List all lines of the data containing the word "BytesText".

[Opening Available data section]

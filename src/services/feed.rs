//! RSS 2.0 and Atom 1.0 renderings of the newest posts.

use crate::config::{FeedConfig, SiteConfig};
use crate::models::Post;
use crate::services::posts;
use crate::Database;
use anyhow::Result;
use chrono::{DateTime, Utc};
use quick_xml::events::{BytesDecl, BytesEnd, BytesStart, BytesText, Event};
use quick_xml::Writer;

pub const RSS_PATH: &str = "/rss.xml";
pub const ATOM_PATH: &str = "/atom.xml";

pub fn latest_posts(db: &Database, feed: &FeedConfig) -> Result<Vec<Post>> {
    posts::list_posts(db, feed.limit, 0)
}

struct XmlBuilder {
    writer: Writer<Vec<u8>>,
}

impl XmlBuilder {
    fn new() -> Result<Self> {
        let mut writer = Writer::new_with_indent(Vec::new(), b' ', 2);
        writer.write_event(Event::Decl(BytesDecl::new("1.0", Some("UTF-8"), None)))?;
        Ok(Self { writer })
    }

    fn start(&mut self, name: &str, attrs: &[(&str, &str)]) -> Result<()> {
        let element = BytesStart::new(name).with_attributes(attrs.iter().copied());
        self.writer.write_event(Event::Start(element))?;
        Ok(())
    }

    fn end(&mut self, name: &str) -> Result<()> {
        self.writer.write_event(Event::End(BytesEnd::new(name)))?;
        Ok(())
    }

    fn empty(&mut self, name: &str, attrs: &[(&str, &str)]) -> Result<()> {
        let element = BytesStart::new(name).with_attributes(attrs.iter().copied());
        self.writer.write_event(Event::Empty(element))?;
        Ok(())
    }

    fn text(&mut self, name: &str, value: &str) -> Result<()> {
        self.text_with(name, &[], value)
    }

    fn text_with(&mut self, name: &str, attrs: &[(&str, &str)], value: &str) -> Result<()> {
        self.start(name, attrs)?;
        self.writer.write_event(Event::Text(BytesText::new(value)))?;
        self.end(name)
    }

    fn finish(self) -> Result<String> {
        Ok(String::from_utf8(self.writer.into_inner())?)
    }
}

fn parse_timestamp(value: &str) -> Option<DateTime<Utc>> {
    DateTime::parse_from_rfc3339(value)
        .ok()
        .map(|dt| dt.with_timezone(&Utc))
}

fn image_mime(image_url: &str) -> String {
    let path = url::Url::parse(image_url)
        .map(|u| u.path().to_string())
        .unwrap_or_else(|_| image_url.to_string());
    mime_guess::from_path(path)
        .first()
        .filter(|m| m.type_() == mime_guess::mime::IMAGE)
        .map(|m| m.essence_str().to_string())
        .unwrap_or_else(|| "image/jpeg".to_string())
}

fn rss_author(site: &SiteConfig) -> String {
    match &site.author.email {
        Some(email) => format!("{} ({})", email, site.author.name),
        None => site.author.name.clone(),
    }
}

pub fn render_rss(
    site: &SiteConfig,
    feed: &FeedConfig,
    posts: &[Post],
    updated: DateTime<Utc>,
) -> Result<String> {
    let self_link = format!("{}{}", site.base_url(), RSS_PATH);
    let blog_url = site.blog_url();
    let author = rss_author(site);

    let mut xml = XmlBuilder::new()?;
    xml.start(
        "rss",
        &[
            ("version", "2.0"),
            ("xmlns:atom", "http://www.w3.org/2005/Atom"),
            ("xmlns:content", "http://purl.org/rss/1.0/modules/content/"),
        ],
    )?;
    xml.start("channel", &[])?;
    xml.text("title", &site.title)?;
    xml.text("link", &blog_url)?;
    xml.text("description", &site.description)?;
    xml.text("language", &site.language)?;
    if let Some(ref copyright) = site.copyright {
        xml.text("copyright", copyright)?;
    }
    xml.text("generator", &feed.generator)?;
    xml.text("lastBuildDate", &updated.to_rfc2822())?;
    xml.empty(
        "atom:link",
        &[
            ("href", self_link.as_str()),
            ("rel", "self"),
            ("type", "application/rss+xml"),
        ],
    )?;
    if let Some(ref image) = site.image {
        xml.start("image", &[])?;
        xml.text("url", image)?;
        xml.text("title", &site.title)?;
        xml.text("link", &blog_url)?;
        xml.end("image")?;
    }

    for post in posts {
        let link = site.post_url(&post.slug);
        xml.start("item", &[])?;
        xml.text("title", &post.title)?;
        xml.text("link", &link)?;
        xml.text_with("guid", &[("isPermaLink", "true")], &link)?;
        if !post.meta_description.is_empty() {
            xml.text("description", &post.meta_description)?;
        }
        if !post.content.is_empty() {
            xml.text("content:encoded", &post.content)?;
        }
        xml.text("author", &author)?;
        if let Some(created) = parse_timestamp(&post.created_at) {
            xml.text("pubDate", &created.to_rfc2822())?;
        }
        for keyword in post.keyword_list() {
            xml.text("category", &keyword)?;
        }
        if let Some(ref image) = post.image_url {
            let mime = image_mime(image);
            xml.empty(
                "enclosure",
                &[("url", image.as_str()), ("length", "0"), ("type", mime.as_str())],
            )?;
        }
        xml.end("item")?;
    }

    xml.end("channel")?;
    xml.end("rss")?;
    xml.finish()
}

pub fn render_atom(
    site: &SiteConfig,
    feed: &FeedConfig,
    posts: &[Post],
    updated: DateTime<Utc>,
) -> Result<String> {
    let self_link = format!("{}{}", site.base_url(), ATOM_PATH);
    let blog_url = site.blog_url();

    let mut xml = XmlBuilder::new()?;
    xml.start("feed", &[("xmlns", "http://www.w3.org/2005/Atom")])?;
    xml.text("id", &blog_url)?;
    xml.text("title", &site.title)?;
    xml.text("subtitle", &site.description)?;
    xml.text("updated", &updated.to_rfc3339())?;
    xml.text("generator", &feed.generator)?;
    xml.empty("link", &[("rel", "alternate"), ("href", blog_url.as_str())])?;
    xml.empty(
        "link",
        &[
            ("rel", "self"),
            ("href", self_link.as_str()),
            ("type", "application/atom+xml"),
        ],
    )?;
    write_atom_author(&mut xml, site)?;
    if let Some(ref favicon) = site.favicon {
        xml.text("icon", favicon)?;
    }
    if let Some(ref image) = site.image {
        xml.text("logo", image)?;
    }
    if let Some(ref copyright) = site.copyright {
        xml.text("rights", copyright)?;
    }

    for post in posts {
        let link = site.post_url(&post.slug);
        xml.start("entry", &[])?;
        xml.text_with("title", &[("type", "text")], &post.title)?;
        xml.text("id", &link)?;
        xml.empty("link", &[("rel", "alternate"), ("href", link.as_str())])?;
        let updated_at = parse_timestamp(&post.updated_at).unwrap_or(updated);
        xml.text("updated", &updated_at.to_rfc3339())?;
        if let Some(created) = parse_timestamp(&post.created_at) {
            xml.text("published", &created.to_rfc3339())?;
        }
        if !post.meta_description.is_empty() {
            xml.text_with("summary", &[("type", "text")], &post.meta_description)?;
        }
        if !post.content.is_empty() {
            xml.text_with("content", &[("type", "html")], &post.content)?;
        }
        write_atom_author(&mut xml, site)?;
        for keyword in post.keyword_list() {
            xml.empty("category", &[("term", keyword.as_str())])?;
        }
        if let Some(ref image) = post.image_url {
            let mime = image_mime(image);
            xml.empty(
                "link",
                &[("rel", "enclosure"), ("href", image.as_str()), ("type", mime.as_str())],
            )?;
        }
        xml.end("entry")?;
    }

    xml.end("feed")?;
    xml.finish()
}

fn write_atom_author(xml: &mut XmlBuilder, site: &SiteConfig) -> Result<()> {
    xml.start("author", &[])?;
    xml.text("name", &site.author.name)?;
    if let Some(ref email) = site.author.email {
        xml.text("email", email)?;
    }
    if let Some(ref link) = site.author.link {
        xml.text("uri", link)?;
    }
    xml.end("author")
}

#[cfg(test)]
mod tests {
    use super::*;
    use crate::config::AuthorConfig;

    fn site() -> SiteConfig {
        SiteConfig {
            title: "Tips & Tricks".to_string(),
            description: "Expert English learning tips".to_string(),
            url: "https://example.com".to_string(),
            language: "en".to_string(),
            image: Some("https://example.com/logo.png".to_string()),
            favicon: Some("https://example.com/favicon.ico".to_string()),
            copyright: Some("All rights reserved".to_string()),
            author: AuthorConfig {
                name: "EnglishPro".to_string(),
                email: Some("contact@example.com".to_string()),
                link: Some("https://example.com".to_string()),
            },
        }
    }

    fn post(id: i64, slug: &str, title: &str) -> Post {
        Post {
            id,
            slug: slug.to_string(),
            title: title.to_string(),
            meta_description: "A short summary".to_string(),
            keywords: "grammar, tips,".to_string(),
            image_url: Some("https://cdn.example.com/cover.png".to_string()),
            category: None,
            content: "<p>Body</p>".to_string(),
            plain_content: "Body".to_string(),
            reading_time: 1,
            views: 0,
            created_at: "2025-03-01T10:00:00+00:00".to_string(),
            updated_at: "2025-03-02T10:00:00+00:00".to_string(),
        }
    }

    fn updated() -> DateTime<Utc> {
        parse_timestamp("2025-03-03T00:00:00+00:00").unwrap()
    }

    #[test]
    fn test_rss_channel_and_items() {
        let posts = vec![post(1, "first-post", "First <post>")];
        let rss = render_rss(&site(), &FeedConfig::default(), &posts, updated()).unwrap();

        assert!(rss.starts_with("<?xml version=\"1.0\" encoding=\"UTF-8\"?>"));
        assert!(rss.contains("<title>Tips &amp; Tricks</title>"));
        assert!(rss.contains("<link>https://example.com/blog</link>"));
        assert!(rss.contains("href=\"https://example.com/rss.xml\""));
        assert!(rss.contains("<title>First &lt;post&gt;</title>"));
        assert!(rss.contains("<link>https://example.com/blog/first-post</link>"));
        assert!(rss.contains("<pubDate>Sat, 1 Mar 2025 10:00:00 +0000</pubDate>"));
        assert!(rss.contains("<content:encoded>&lt;p&gt;Body&lt;/p&gt;</content:encoded>"));
        assert!(rss.contains("<author>contact@example.com (EnglishPro)</author>"));
    }

    #[test]
    fn test_rss_keywords_become_categories() {
        let posts = vec![post(1, "first-post", "First")];
        let rss = render_rss(&site(), &FeedConfig::default(), &posts, updated()).unwrap();

        assert!(rss.contains("<category>grammar</category>"));
        assert!(rss.contains("<category>tips</category>"));
        assert_eq!(rss.matches("<category>").count(), 2);
    }

    #[test]
    fn test_rss_enclosure_type() {
        let posts = vec![post(1, "first-post", "First")];
        let rss = render_rss(&site(), &FeedConfig::default(), &posts, updated()).unwrap();
        assert!(rss.contains("type=\"image/png\""));
    }

    #[test]
    fn test_atom_entries() {
        let posts = vec![post(1, "a", "A"), post(2, "b", "B")];
        let atom = render_atom(&site(), &FeedConfig::default(), &posts, updated()).unwrap();

        assert!(atom.contains("<feed xmlns=\"http://www.w3.org/2005/Atom\">"));
        assert!(atom.contains("<id>https://example.com/blog/a</id>"));
        assert!(atom.contains("<id>https://example.com/blog/b</id>"));
        assert!(atom.contains("<published>2025-03-01T10:00:00+00:00</published>"));
        assert!(atom.contains("<updated>2025-03-02T10:00:00+00:00</updated>"));
        assert!(atom.contains("<category term=\"grammar\"/>"));
        assert!(atom.contains("<icon>https://example.com/favicon.ico</icon>"));
        assert_eq!(atom.matches("<entry>").count(), 2);
    }

    #[test]
    fn test_empty_feed_is_valid() {
        let atom = render_atom(&site(), &FeedConfig::default(), &[], updated()).unwrap();
        assert!(atom.contains("<updated>2025-03-03T00:00:00+00:00</updated>"));
        assert!(!atom.contains("<entry>"));
    }

    #[test]
    fn test_image_mime_falls_back_to_jpeg() {
        assert_eq!(image_mime("https://x.com/a.webp?size=2"), "image/webp");
        assert_eq!(image_mime("https://x.com/no-extension"), "image/jpeg");
    }
}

[Closing Available data section]

▶ _Task response_:
use quick_xml::events::{BytesDecl, BytesEnd, BytesStart, BytesText, Event};
        self.writer.write_event(Event::Text(BytesText::new(value)))?;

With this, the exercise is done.